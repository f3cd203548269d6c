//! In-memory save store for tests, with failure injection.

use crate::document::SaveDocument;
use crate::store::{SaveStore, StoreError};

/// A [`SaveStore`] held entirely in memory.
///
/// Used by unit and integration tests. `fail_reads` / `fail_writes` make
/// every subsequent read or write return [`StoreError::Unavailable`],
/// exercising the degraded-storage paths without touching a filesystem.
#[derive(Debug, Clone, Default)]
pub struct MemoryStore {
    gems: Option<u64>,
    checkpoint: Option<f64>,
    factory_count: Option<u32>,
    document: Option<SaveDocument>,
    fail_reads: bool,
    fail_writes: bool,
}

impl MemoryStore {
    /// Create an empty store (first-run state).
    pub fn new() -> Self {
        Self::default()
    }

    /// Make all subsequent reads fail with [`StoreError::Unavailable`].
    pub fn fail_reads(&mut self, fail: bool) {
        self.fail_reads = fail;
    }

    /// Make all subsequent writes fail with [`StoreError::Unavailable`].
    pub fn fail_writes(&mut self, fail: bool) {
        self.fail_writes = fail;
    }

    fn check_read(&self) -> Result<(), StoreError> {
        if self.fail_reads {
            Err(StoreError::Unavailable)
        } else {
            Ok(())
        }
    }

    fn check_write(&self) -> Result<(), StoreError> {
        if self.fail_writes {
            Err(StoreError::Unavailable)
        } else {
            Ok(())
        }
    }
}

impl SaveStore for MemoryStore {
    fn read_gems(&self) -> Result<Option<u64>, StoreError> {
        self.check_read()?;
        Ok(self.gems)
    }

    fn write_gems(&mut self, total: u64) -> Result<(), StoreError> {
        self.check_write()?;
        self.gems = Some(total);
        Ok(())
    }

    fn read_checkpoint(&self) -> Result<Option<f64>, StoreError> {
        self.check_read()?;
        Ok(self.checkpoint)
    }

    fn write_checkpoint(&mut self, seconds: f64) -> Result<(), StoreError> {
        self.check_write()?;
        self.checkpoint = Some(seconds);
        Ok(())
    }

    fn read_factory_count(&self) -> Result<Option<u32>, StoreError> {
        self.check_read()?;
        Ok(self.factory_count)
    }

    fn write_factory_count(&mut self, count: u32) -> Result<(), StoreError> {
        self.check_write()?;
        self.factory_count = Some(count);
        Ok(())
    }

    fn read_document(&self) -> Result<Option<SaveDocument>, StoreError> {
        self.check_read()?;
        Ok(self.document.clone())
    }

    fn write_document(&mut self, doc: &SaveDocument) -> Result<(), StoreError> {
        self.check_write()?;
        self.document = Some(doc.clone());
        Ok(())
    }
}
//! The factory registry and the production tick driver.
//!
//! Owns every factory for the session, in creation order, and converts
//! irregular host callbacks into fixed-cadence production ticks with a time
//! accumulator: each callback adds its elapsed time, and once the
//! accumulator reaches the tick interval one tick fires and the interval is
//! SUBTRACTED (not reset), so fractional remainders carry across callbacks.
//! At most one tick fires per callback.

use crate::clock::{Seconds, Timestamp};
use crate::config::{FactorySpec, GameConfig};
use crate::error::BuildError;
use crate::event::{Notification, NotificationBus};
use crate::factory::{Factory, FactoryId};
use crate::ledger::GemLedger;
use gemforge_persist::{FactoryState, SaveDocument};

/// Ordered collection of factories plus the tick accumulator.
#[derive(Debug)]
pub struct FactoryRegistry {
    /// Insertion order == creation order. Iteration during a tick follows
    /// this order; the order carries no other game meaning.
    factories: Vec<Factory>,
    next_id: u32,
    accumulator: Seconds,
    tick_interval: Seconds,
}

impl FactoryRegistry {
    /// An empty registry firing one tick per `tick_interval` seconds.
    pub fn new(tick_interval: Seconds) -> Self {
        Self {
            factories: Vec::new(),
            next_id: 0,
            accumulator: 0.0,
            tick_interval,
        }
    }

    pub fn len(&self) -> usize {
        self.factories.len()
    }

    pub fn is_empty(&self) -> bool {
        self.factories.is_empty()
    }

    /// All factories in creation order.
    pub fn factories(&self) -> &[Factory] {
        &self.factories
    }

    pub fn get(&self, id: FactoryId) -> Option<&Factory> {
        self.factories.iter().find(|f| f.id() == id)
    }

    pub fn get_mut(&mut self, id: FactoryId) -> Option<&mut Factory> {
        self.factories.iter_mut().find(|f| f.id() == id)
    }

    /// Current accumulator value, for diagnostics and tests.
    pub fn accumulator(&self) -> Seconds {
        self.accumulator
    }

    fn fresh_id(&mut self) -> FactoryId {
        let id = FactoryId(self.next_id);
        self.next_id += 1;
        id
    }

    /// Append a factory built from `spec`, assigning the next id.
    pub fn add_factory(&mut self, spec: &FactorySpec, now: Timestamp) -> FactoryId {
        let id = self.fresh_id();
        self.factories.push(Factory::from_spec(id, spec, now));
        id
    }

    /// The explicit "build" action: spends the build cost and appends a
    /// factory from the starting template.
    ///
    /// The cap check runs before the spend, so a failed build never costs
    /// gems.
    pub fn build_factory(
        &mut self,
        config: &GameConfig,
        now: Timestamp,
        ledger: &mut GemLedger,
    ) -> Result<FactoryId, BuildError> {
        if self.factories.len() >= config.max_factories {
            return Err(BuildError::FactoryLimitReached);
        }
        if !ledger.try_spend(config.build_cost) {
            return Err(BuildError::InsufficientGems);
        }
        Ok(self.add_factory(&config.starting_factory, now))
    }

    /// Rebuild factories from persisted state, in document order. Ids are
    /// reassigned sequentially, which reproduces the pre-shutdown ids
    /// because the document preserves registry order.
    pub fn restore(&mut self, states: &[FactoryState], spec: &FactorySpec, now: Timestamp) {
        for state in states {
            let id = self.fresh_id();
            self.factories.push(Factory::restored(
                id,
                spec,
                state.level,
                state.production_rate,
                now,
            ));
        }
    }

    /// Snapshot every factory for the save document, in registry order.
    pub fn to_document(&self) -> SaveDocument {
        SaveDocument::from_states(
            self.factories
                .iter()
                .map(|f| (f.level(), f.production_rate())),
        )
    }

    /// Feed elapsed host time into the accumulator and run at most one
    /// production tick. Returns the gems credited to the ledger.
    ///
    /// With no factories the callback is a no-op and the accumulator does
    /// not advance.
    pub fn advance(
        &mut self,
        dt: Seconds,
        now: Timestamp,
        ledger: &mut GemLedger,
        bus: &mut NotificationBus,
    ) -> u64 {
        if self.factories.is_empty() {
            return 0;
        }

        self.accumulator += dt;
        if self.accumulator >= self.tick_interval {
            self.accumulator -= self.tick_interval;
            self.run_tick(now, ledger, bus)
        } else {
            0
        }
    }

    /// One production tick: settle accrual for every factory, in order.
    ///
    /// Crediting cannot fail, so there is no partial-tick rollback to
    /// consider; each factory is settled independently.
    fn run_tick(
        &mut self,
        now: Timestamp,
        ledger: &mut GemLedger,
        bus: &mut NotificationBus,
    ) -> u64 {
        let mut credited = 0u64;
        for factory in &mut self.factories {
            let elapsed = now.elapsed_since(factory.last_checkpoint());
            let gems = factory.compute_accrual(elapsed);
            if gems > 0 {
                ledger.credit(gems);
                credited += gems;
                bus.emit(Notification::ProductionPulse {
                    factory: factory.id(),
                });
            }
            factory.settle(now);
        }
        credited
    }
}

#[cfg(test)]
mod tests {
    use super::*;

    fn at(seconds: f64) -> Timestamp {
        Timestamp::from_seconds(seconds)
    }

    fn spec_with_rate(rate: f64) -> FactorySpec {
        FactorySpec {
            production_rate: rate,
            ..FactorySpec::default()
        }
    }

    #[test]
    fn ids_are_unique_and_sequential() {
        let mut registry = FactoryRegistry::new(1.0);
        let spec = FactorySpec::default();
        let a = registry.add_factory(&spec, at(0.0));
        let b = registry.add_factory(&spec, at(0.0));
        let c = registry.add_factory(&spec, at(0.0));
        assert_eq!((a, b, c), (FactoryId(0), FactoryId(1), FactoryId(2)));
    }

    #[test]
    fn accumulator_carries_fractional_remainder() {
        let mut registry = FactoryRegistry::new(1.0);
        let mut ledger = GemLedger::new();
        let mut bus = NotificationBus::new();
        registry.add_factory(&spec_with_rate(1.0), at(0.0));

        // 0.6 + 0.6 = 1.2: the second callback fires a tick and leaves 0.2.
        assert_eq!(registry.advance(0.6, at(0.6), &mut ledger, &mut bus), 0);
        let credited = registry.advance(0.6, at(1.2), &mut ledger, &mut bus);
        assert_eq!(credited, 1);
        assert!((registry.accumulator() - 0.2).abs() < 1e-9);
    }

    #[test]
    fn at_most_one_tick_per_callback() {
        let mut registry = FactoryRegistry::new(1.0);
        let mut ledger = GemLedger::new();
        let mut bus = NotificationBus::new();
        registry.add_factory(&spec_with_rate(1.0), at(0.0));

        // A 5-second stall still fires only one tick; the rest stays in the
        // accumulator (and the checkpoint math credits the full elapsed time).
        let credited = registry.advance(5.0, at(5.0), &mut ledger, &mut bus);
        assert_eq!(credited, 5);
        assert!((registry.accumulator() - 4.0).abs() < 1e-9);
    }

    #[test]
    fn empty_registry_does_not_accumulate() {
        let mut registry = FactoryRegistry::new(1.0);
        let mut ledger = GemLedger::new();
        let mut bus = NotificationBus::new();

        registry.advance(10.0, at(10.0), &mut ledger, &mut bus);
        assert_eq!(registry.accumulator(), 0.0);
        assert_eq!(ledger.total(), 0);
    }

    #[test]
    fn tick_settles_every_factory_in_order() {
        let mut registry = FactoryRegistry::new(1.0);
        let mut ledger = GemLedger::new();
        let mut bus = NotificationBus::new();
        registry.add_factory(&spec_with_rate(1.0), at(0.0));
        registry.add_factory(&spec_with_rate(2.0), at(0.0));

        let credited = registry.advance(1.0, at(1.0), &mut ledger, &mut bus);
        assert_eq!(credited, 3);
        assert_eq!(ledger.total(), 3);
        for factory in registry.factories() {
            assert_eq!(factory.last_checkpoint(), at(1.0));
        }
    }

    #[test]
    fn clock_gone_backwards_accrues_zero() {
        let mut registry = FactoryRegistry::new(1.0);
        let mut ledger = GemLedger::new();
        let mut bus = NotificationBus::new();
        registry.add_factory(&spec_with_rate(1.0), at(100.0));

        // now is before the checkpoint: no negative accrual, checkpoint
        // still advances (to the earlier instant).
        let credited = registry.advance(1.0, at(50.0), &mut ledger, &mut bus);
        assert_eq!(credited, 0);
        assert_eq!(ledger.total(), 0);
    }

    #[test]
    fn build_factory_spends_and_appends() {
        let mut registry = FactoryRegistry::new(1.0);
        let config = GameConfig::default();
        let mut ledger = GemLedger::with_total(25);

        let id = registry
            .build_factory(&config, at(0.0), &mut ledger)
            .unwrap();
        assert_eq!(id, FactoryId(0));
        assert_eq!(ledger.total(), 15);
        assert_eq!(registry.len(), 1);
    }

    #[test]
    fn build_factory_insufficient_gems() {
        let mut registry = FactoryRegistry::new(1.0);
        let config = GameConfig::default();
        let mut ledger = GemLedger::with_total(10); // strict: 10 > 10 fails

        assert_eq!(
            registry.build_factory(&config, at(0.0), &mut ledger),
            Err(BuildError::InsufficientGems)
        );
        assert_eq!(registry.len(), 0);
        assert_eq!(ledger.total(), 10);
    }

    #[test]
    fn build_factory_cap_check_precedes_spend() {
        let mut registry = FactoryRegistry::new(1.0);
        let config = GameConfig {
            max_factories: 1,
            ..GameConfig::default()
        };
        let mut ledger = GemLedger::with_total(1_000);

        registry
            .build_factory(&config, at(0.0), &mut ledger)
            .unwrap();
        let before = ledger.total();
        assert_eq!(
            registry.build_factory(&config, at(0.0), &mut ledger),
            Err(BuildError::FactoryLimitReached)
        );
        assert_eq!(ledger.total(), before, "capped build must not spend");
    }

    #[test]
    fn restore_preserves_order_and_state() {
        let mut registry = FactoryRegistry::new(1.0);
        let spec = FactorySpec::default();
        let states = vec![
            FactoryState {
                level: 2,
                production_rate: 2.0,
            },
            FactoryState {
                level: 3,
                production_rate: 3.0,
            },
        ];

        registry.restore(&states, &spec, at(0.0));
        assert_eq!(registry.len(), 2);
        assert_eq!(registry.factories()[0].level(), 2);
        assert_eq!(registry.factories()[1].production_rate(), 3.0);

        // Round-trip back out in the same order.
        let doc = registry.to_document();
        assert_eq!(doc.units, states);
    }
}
···
(Work to complete) Only the lines from the opening of the material through the line with "pub fn fail_reads(&mut" should be echoed, exactly as written.

(Final answer)
repository f3cd203548269d6c
//! In-memory save store for tests, with failure injection.

use crate::document::SaveDocument;
use crate::store::{SaveStore, StoreError};

/// A [`SaveStore`] held entirely in memory.
///
/// Used by unit and integration tests. `fail_reads` / `fail_writes` make
/// every subsequent read or write return [`StoreError::Unavailable`],
/// exercising the degraded-storage paths without touching a filesystem.
#[derive(Debug, Clone, Default)]
pub struct MemoryStore {
    gems: Option<u64>,
    checkpoint: Option<f64>,
    factory_count: Option<u32>,
    document: Option<SaveDocument>,
    fail_reads: bool,
    fail_writes: bool,
}

impl MemoryStore {
    /// Create an empty store (first-run state).
    pub fn new() -> Self {
        Self::default()
    }

    /// Make all subsequent reads fail with [`StoreError::Unavailable`].
    pub fn fail_reads(&mut self, fail: bool) {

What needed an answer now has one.